Introduction
Samedi 17 novembre, la manifestation des gilets jaunes contre l’augmentation du prix des carburants a provoqué quelques répercussions inattendues, comme la fermeture d’une usine. Explications.
Usine Toyota fermeture

Un mouvement très suivi

Tout le monde en parle, car beaucoup de gens en ont assez. En France, les carburants sont chers. Sur autoroute, il n’est pas rare que le litre de gasoil dépasse les 1,60 €, atteignant désormais le même prix que le litre de sans-plomb 95 E10. Dans les grandes villes, comme Paris, certaines petites stations affichent même le super 98 très proche des 2 €/litre ! Le surnom de l’or noir prend alors tout son sens. De fait, un ras-le-bol général s’est installé en France depuis que les prix au litre ont explosé à la pompe.
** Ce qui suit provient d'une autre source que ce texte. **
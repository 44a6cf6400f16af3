// Copyright (c) 2025 SOLARE S.R.O.
//
// This file is part of FluxION.
//
// Licensed under the Creative Commons Attribution-NonCommercial-NoDerivatives 4.0 International
// (CC BY-NC-ND 4.0). You may use and share this file for non-commercial purposes only and you may not
// create derivatives. See <https://creativecommons.org/licenses/by-nc-nd/4.0/>.
//
// This software is provided "AS IS", without warranty of any kind.
//
// For commercial licensing, please contact: info@solare.cz

//! Groups parsed rows into per-day records

use crate::error::{ArchiveError, Result};
use crate::parse::parse_row;
use chrono::NaiveDate;
use reserve_types::{DailyRecord, DailySummary, ProductFamily};
use std::collections::BTreeMap;

/// Per-day records for one inclusive date range.
///
/// Every day of the range has an entry up front; rows dated outside the
/// range are rejected rather than creating new days.
#[derive(Debug, Clone)]
pub struct DayBook {
    records: BTreeMap<NaiveDate, DailyRecord>,
}

impl DayBook {
    pub fn new(from: NaiveDate, to: NaiveDate) -> Result<Self> {
        if from > to {
            return Err(ArchiveError::InvalidRange { from, to });
        }

        let records = from
            .iter_days()
            .take_while(|date| *date <= to)
            .map(|date| (date, DailyRecord::new(date)))
            .collect();
        Ok(Self { records })
    }

    pub fn len(&self) -> usize {
        self.records.len()
    }

    pub fn is_empty(&self) -> bool {
        self.records.is_empty()
    }

    pub fn get(&self, date: NaiveDate) -> Option<&DailyRecord> {
        self.records.get(&date)
    }

    /// Add every data line of `family`; returns how many rows were accepted
    pub fn ingest(&mut self, family: ProductFamily, lines: &[String], grid_area: &str) -> Result<usize> {
        let mut accepted = 0;
        for line in lines {
            let Some(row) = parse_row(family, line, grid_area)? else {
                continue;
            };
            let record = self
                .records
                .get_mut(&row.date)
                .ok_or(ArchiveError::DateOutOfRange {
                    family,
                    date: row.date,
                })?;
            for (product, sample) in row.samples {
                record.push(product, sample);
            }
            accepted += 1;
        }
        Ok(accepted)
    }

    /// Summaries for every day in order.
    ///
    /// Stops at the first day lacking `min_hours` samples for any product.
    pub fn summarize(&self, min_hours: usize) -> Result<Vec<DailySummary>> {
        self.records
            .values()
            .map(|record| {
                record
                    .summarize(min_hours)
                    .map_err(|counts| ArchiveError::IncompleteDay {
                        date: record.date(),
                        counts,
                    })
            })
            .collect()
    }
}

#[cfg(test)]
mod tests {
    use super::*;
    use reserve_types::Product;

    fn date(y: i32, m: u32, d: u32) -> NaiveDate {
        NaiveDate::from_ymd_opt(y, m, d).unwrap()
    }

    fn afrr_lines(day: NaiveDate, hours: u32, area: &str) -> Vec<String> {
        (0..hours)
            .map(|h| format!("{day} {h:02}:00;{area};{h},00;1,0;{h},50;1,0"))
            .collect()
    }

    #[test]
    fn test_new_initializes_every_day() {
        let book = DayBook::new(date(2024, 2, 27), date(2024, 3, 1)).unwrap();
        assert_eq!(book.len(), 4);
        assert!(book.get(date(2024, 2, 29)).is_some());
        assert!(book.get(date(2024, 3, 2)).is_none());
    }

    #[test]
    fn test_new_rejects_reversed_range() {
        let result = DayBook::new(date(2024, 3, 2), date(2024, 3, 1));
        assert!(matches!(result, Err(ArchiveError::InvalidRange { .. })));
    }

    #[test]
    fn test_ingest_filters_area_and_groups_by_day() {
        let mut book = DayBook::new(date(2023, 1, 1), date(2023, 1, 2)).unwrap();
        let mut lines = afrr_lines(date(2023, 1, 1), 24, "SN4");
        lines.extend(afrr_lines(date(2023, 1, 1), 24, "SN1"));
        lines.extend(afrr_lines(date(2023, 1, 2), 23, "SN4"));

        let accepted = book.ingest(ProductFamily::Afrr, &lines, "SN4").unwrap();
        assert_eq!(accepted, 47);

        let first = book.get(date(2023, 1, 1)).unwrap();
        assert_eq!(first.samples(Product::AfrrUp).len(), 24);
        assert_eq!(first.samples(Product::AfrrDown).len(), 24);
        assert!(first.samples(Product::MfrrUp).is_empty());
        assert_eq!(
            book.get(date(2023, 1, 2)).unwrap().samples(Product::AfrrUp).len(),
            23
        );
    }

    #[test]
    fn test_ingest_rejects_rows_outside_range() {
        let mut book = DayBook::new(date(2023, 1, 1), date(2023, 1, 1)).unwrap();
        let lines = afrr_lines(date(2023, 1, 2), 1, "SN4");

        match book.ingest(ProductFamily::Afrr, &lines, "SN4") {
            Err(ArchiveError::DateOutOfRange { family, date: day }) => {
                assert_eq!(family, ProductFamily::Afrr);
                assert_eq!(day, date(2023, 1, 2));
            }
            other => panic!("expected DateOutOfRange, got {other:?}"),
        }
    }

    #[test]
    fn test_summarize_reports_incomplete_day() {
        let mut book = DayBook::new(date(2023, 1, 1), date(2023, 1, 1)).unwrap();
        book.ingest(ProductFamily::Afrr, &afrr_lines(date(2023, 1, 1), 24, "SN4"), "SN4")
            .unwrap();

        match book.summarize(22) {
            Err(ArchiveError::IncompleteDay { date: day, counts }) => {
                assert_eq!(day, date(2023, 1, 1));
                assert_eq!(counts.get(Product::AfrrUp), 24);
                assert_eq!(counts.get(Product::FcrN), 0);
            }
            other => panic!("expected IncompleteDay, got {other:?}"),
        }
    }
}
// Copyright (c) 2025 SOLARE S.R.O.
//
// This file is part of FluxION.
//
// Licensed under the Creative Commons Attribution-NonCommercial-NoDerivatives 4.0 International
// (CC BY-NC-ND 4.0). You may use and share this file for non-commercial purposes only and you may not
// create derivatives. See <https://creativecommons.org/licenses/by-nc-nd/4.0/>.
//
// This software is provided "AS IS", without warranty of any kind.
//
// For commercial licensing, please contact: info@solare.cz

//! Shared data model for balancing-reserve auction archives
//!
//! Products, hourly samples, per-day accumulators and the daily summaries
//! that end up in the yearly archive files.

pub mod product;
pub mod record;

pub use product::{Product, ProductFamily};
pub use record::{DailyRecord, DailySummary, HourCounts, PriceVolume};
À titre d’exemple, cette société que nous avons contactée, dont les 15 commerciaux roulent en moyenne 60 000 km/an sur tout le territoire au volant de petites voitures diesel (Opel Corsa et Renault Clio), a estimé le surcoût du poste carburant à 30 000 € pour l’année 2019 si les taxes sur le gasoil restent au même niveau.

Surnommés les gilets jaunes, les manifestants ont organisé une journée d’action le samedi 17 novembre. 

Toyota contraint de fermer

Revers de la médaille, en prévision des blocages organisés par les gilets jaunes, l’une des plus grosses usines automobiles de France, Toyota Onnaing, près de Valenciennes (59), a donc décidé, après une demande de l’inter-syndicale, de fermer ses portes samedi 17 novembre.

Pour éviter que les postes des chaînes de production demeurent inoccupés si les ouvriers ne peuvent accéder à leur lieu de travail, cette journée additionnelle de production – qui permet de fabriquer 400 voitures supplémentaires par jour et ne concerne qu’une chaîne sur les trois disponibles à Onnaing – a ainsi été reportée au samedi 15 décembre par la direction. 

Une usine qui tourne à plein régime

En temps normal, l’usine Toyota assemble 1 000 voitures par jour. Les “samedis travaillés” permettent donc de répondre à la forte demande européenne sur la Yaris, qui rencontre un franc succès. La petite japonaise, fabriquée en France, est destinée, avant tout, aux différents marchés européens. Mais environ 7,5 % de cette production part vers les États-Unis, le Canada et Porto-Rico.

A noter que ces modèles “exports” sont des 100 % thermiques (1.5 litre), tandis que 60 % de la production de Yaris à Onnaing, seul modèle produit sur ce site, reçoivent une motorisation hybride essence + électrique. Restylée en 2017, la Yaris n’existe plus en diesel. Née il y a vingt ans, la première Yaris est assemblée à Onnaing depuis 2000, date de la création de cette usine, qui emploie 4 000 personnes.